It grows, that is, in the Brooklyn neighborhood of Southeast
Portland, in a rambling, comfortably lived-in house, down
in the basement. That's where the Sensualists--Anna Fidler,
Philip Cooper, Roy Kettler and Asa Metric--keep the Gadgets.
The Sensualists' practice space is strangely neat and well
organized by the standard of band lairs, which is to say
it's still a riot of amps, cords and stray drumsticks. This
standard-issue clutter fades into the background, though,
beside the group's arsenal of weird keyboards, retrofitted
noise contraptions and meticulously placed processor pedals.
Sitting silent and unmanned, the Gadgets are pregnant with
promise, all chrome-colored plastic and early '60s space-race
élan. They're artifacts from the never-realized Jetsons
future we were all cheated out of when our best and brightest
switched from cool rocket ships to stupid computers.

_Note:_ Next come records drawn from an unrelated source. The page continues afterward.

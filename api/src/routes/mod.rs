pub mod ask;
pub mod chat;
pub mod documents;
pub mod query;
pub mod system;
pub mod vectorstores;
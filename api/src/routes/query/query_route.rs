use std::sync::Arc;

use axum::{
    Json,
    extract::State,
    http::StatusCode,
    response::{IntoResponse, Response},
};
use tracing::{debug, instrument};

use crate::{
    core::{
        app_state::AppState,
        http::response_envelope::{ApiErrorDetail, ApiResponse},
    },
    error_handler::AppResult,
    routes::query::query_request::{QueryRequest, QueryResponse},
};

/// Handler: POST /api/query
///
/// Raw similarity search; a missing or empty collection yields no hits.
#[instrument(name = "query_route", skip_all, fields(collection = %p.collection))]
pub async fn query_collection(
    State(state): State<Arc<AppState>>,
    Json(p): Json<QueryRequest>,
) -> AppResult<Response> {
    let question = p.question.trim();
    if question.is_empty() {
        return Ok(ApiResponse::<()>::error(
            "BAD_REQUEST",
            "Field `question` must not be empty.",
            vec![ApiErrorDetail::field("question", "Provide a non-empty question.")],
        )
        .into_response_with_status(StatusCode::BAD_REQUEST));
    }

    let cfg = state.contextor.config();
    let k = p.k.unwrap_or(cfg.top_k);
    let threshold = p.score_threshold.unwrap_or(cfg.score_threshold);
    let hits = state
        .store()
        .retrieve(&p.collection, question, k, threshold)
        .await?;
    debug!(k, threshold, hits = hits.len(), "query served");

    Ok(ApiResponse::success(QueryResponse {
        question: question.to_string(),
        collection: p.collection,
        hits,
    })
    .into_response())
}
use ai_llm_service::AiLlmError;
use ai_llm_service::error_handler::ProviderErrorKind;
use axum::{
    extract::multipart::MultipartError,
    http::StatusCode,
    response::{IntoResponse, Response},
};
use contextor::ContextorError;
use rag_store::RagError;
use thiserror::Error;
use tracing::{error, warn};

use crate::core::{app_state::ConfigError, http::response_envelope::ApiResponse};

/// Public application error type.
#[derive(Debug, Error)]
pub enum AppError {
    // --- Boot / config ---
    #[error(transparent)]
    Config(#[from] ConfigError),

    // --- IO / server ---
    #[error("failed to bind listener")]
    Bind(#[source] std::io::Error),

    #[error("server error")]
    Server(#[source] std::io::Error),

    #[error("io error: {0}")]
    Io(#[from] std::io::Error),

    // --- Request ---
    #[error("bad request: {0}")]
    BadRequest(String),

    #[error("{0}")]
    PayloadTooLarge(String),

    // --- Lower layers ---
    #[error(transparent)]
    Rag(#[from] RagError),

    #[error(transparent)]
    Llm(#[from] AiLlmError),

    #[error(transparent)]
    Contextor(#[from] ContextorError),
}

impl AppError {
    fn status_code(&self) -> StatusCode {
        match self {
            AppError::BadRequest(_) => StatusCode::BAD_REQUEST,
            AppError::PayloadTooLarge(_) => StatusCode::PAYLOAD_TOO_LARGE,
            AppError::Rag(e) => rag_status(e),
            AppError::Llm(e) => llm_status(e),
            AppError::Contextor(ContextorError::InvalidInput(_)) => StatusCode::BAD_REQUEST,
            AppError::Contextor(ContextorError::Rag(e)) => rag_status(e),
            AppError::Contextor(ContextorError::Llm(e)) => llm_status(e),
            AppError::Config(_)
            | AppError::Bind(_)
            | AppError::Server(_)
            | AppError::Io(_)
            | AppError::Contextor(ContextorError::Config(_)) => StatusCode::INTERNAL_SERVER_ERROR,
        }
    }

    fn error_code(&self) -> &'static str {
        match self {
            AppError::Config(_) => "CONFIG_ERROR",
            AppError::Bind(_) => "BIND_ERROR",
            AppError::Server(_) => "SERVER_ERROR",
            AppError::Io(_) => "IO_ERROR",
            AppError::BadRequest(_) => "BAD_REQUEST",
            AppError::PayloadTooLarge(_) => "PAYLOAD_TOO_LARGE",
            AppError::Rag(e) => rag_code(e),
            AppError::Llm(e) => llm_code(e),
            AppError::Contextor(ContextorError::InvalidInput(_)) => "BAD_REQUEST",
            AppError::Contextor(ContextorError::Rag(e)) => rag_code(e),
            AppError::Contextor(ContextorError::Llm(e)) => llm_code(e),
            AppError::Contextor(ContextorError::Config(_)) => "CONFIG_ERROR",
        }
    }

    /// Text for the response body. Model failures use their user-facing wording.
    fn public_message(&self) -> String {
        match self {
            AppError::Llm(e) => e.user_message(),
            AppError::Contextor(e) => e.user_message(),
            other => other.to_string(),
        }
    }
}

fn rag_status(e: &RagError) -> StatusCode {
    match e {
        RagError::UnsupportedFormat(_) => StatusCode::UNSUPPORTED_MEDIA_TYPE,
        RagError::Extraction { .. } => StatusCode::UNPROCESSABLE_ENTITY,
        RagError::EmbeddingMismatch { .. } => StatusCode::CONFLICT,
        RagError::Embedding(_) | RagError::BatchIngestion { .. } => StatusCode::BAD_GATEWAY,
        _ => StatusCode::INTERNAL_SERVER_ERROR,
    }
}

fn rag_code(e: &RagError) -> &'static str {
    match e {
        RagError::UnsupportedFormat(_) => "UNSUPPORTED_FORMAT",
        RagError::Extraction { .. } => "EXTRACTION_FAILED",
        RagError::CollectionLoad { .. } => "COLLECTION_LOAD_FAILED",
        RagError::BatchIngestion { .. } => "BATCH_INGESTION_FAILED",
        RagError::EmbeddingMismatch { .. } => "EMBEDDING_MISMATCH",
        RagError::Embedding(_) => "EMBEDDING_FAILED",
        _ => "RAG_ERROR",
    }
}

fn llm_status(e: &AiLlmError) -> StatusCode {
    if e.is_rate_limited() {
        StatusCode::TOO_MANY_REQUESTS
    } else if e.is_forbidden() {
        StatusCode::FORBIDDEN
    } else if matches!(e.provider_kind(), Some(ProviderErrorKind::MissingApiKey)) {
        StatusCode::UNAUTHORIZED
    } else {
        match e {
            AiLlmError::Config(_) => StatusCode::SERVICE_UNAVAILABLE,
            AiLlmError::Timeout(_) => StatusCode::GATEWAY_TIMEOUT,
            _ => StatusCode::BAD_GATEWAY,
        }
    }
}

fn llm_code(e: &AiLlmError) -> &'static str {
    if e.is_rate_limited() {
        "RATE_LIMITED"
    } else if e.is_forbidden() {
        "FORBIDDEN"
    } else if matches!(e.provider_kind(), Some(ProviderErrorKind::MissingApiKey)) {
        "MISSING_API_KEY"
    } else {
        match e {
            AiLlmError::Config(_) => "LLM_NOT_CONFIGURED",
            AiLlmError::Timeout(_) => "LLM_TIMEOUT",
            _ => "LLM_ERROR",
        }
    }
}

impl IntoResponse for AppError {
    fn into_response(self) -> Response {
        let status = self.status_code();
        if status.is_server_error() {
            error!(error = %self, %status, "request failed");
        } else {
            warn!(error = %self, %status, "request rejected");
        }
        ApiResponse::<()>::error(self.error_code(), self.public_message(), Vec::new())
            .into_response_with_status(status)
    }
}

/// Handy result alias used across handlers.
pub type AppResult<T> = Result<T, AppError>;

impl From<MultipartError> for AppError {
    fn from(err: MultipartError) -> Self {
        AppError::BadRequest(err.body_text())
    }
}

#[cfg(test)]
mod tests {
    use std::path::PathBuf;

    use ai_llm_service::LlmProvider;
    use ai_llm_service::error_handler::{ProviderError, RATE_LIMIT_MESSAGE};

    use super::*;

    #[test]
    fn rag_errors_keep_their_meaning() {
        let e = AppError::from(RagError::UnsupportedFormat(PathBuf::from("a.exe")));
        assert_eq!(e.status_code(), StatusCode::UNSUPPORTED_MEDIA_TYPE);
        assert_eq!(e.error_code(), "UNSUPPORTED_FORMAT");

        let e = AppError::from(ContextorError::Rag(RagError::CollectionLoad {
            name: "rag_docs".into(),
            reason: "bad manifest".into(),
        }));
        assert_eq!(e.status_code(), StatusCode::INTERNAL_SERVER_ERROR);
        assert_eq!(e.error_code(), "COLLECTION_LOAD_FAILED");
        assert!(e.public_message().contains("rebuild"));
    }

    #[test]
    fn rate_limit_is_429_with_user_message() {
        let llm: AiLlmError = ProviderError::new(
            LlmProvider::Gemini,
            ProviderErrorKind::RateLimited { retry_after_secs: None },
        )
        .into();
        let e = AppError::from(ContextorError::Llm(llm));
        assert_eq!(e.status_code(), StatusCode::TOO_MANY_REQUESTS);
        assert_eq!(e.error_code(), "RATE_LIMITED");
        assert_eq!(e.public_message(), RATE_LIMIT_MESSAGE);
    }

    #[test]
    fn invalid_input_is_bad_request() {
        let e = AppError::from(ContextorError::InvalidInput("question must not be empty".into()));
        assert_eq!(e.status_code(), StatusCode::BAD_REQUEST);
        assert_eq!(e.error_code(), "BAD_REQUEST");
    }
}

Salvaged
from yard sales, thrift stores and your grandma's musty
rec room, the Gadgets live again in the Sensualists' roly-poly
pop.
Meet the Gadgets: There's the Fun Machine, a keyboard that
more than lives up to its name with echoing laser-battle
sounds; the ConnElectricband, a similarly zany keyboard;
the single Technics turntable Metric scratches on; the Farfisa
organ, a classic rock and soul accoutrement; and, most impressive
of all, the Bass Machine, the remains of a blown Hammond
organ Cooper rescued from New Orleans and rebuilt inside
the body of an old Victrola radio, the source of imposing
low-end chords recalling the Bach fugue Captain Nemo rocked
in 20,000 Leagues Under the Sea.
Now, meet the Sensualists: On a perfectly muggy August
evening, Cooper, Fidler and Metric drink Gato Negro on the
porch and talk about how they came to play some of Portland's
most beguiling homemade non-rock. (Kettler, who keeps the
band grounded in some version of reality on a sparse drum
kit, has decamped for a New York vacation.) It seems the
band, which celebrates the release of its self-titled debut
album on local boy Eric Mast's Audio Dregs Records this
week, springs from a shared affair with strange sounds and
weird movies.
"We started here, up in the attic with a four-track, just
me and Anna," Cooper says. "We were recording music for
films I was making."
"I played the title role in Swamp Thing," Fidler
says. "I had to dive into Oaks Bottom in scuba gear and
a sort of reptilian mask."
"And then you killed a small child at the end," Cooper
adds.
A somewhat sinister birth for a basically ebullient band,
to be sure. The arrival of Kettler on drums inspired them
to play live, and the addition of Metric, a transplant from
that other Brooklyn, on bass and single steel wheel completed
the push beyond the homebody-wizards-with-a-4-track stage.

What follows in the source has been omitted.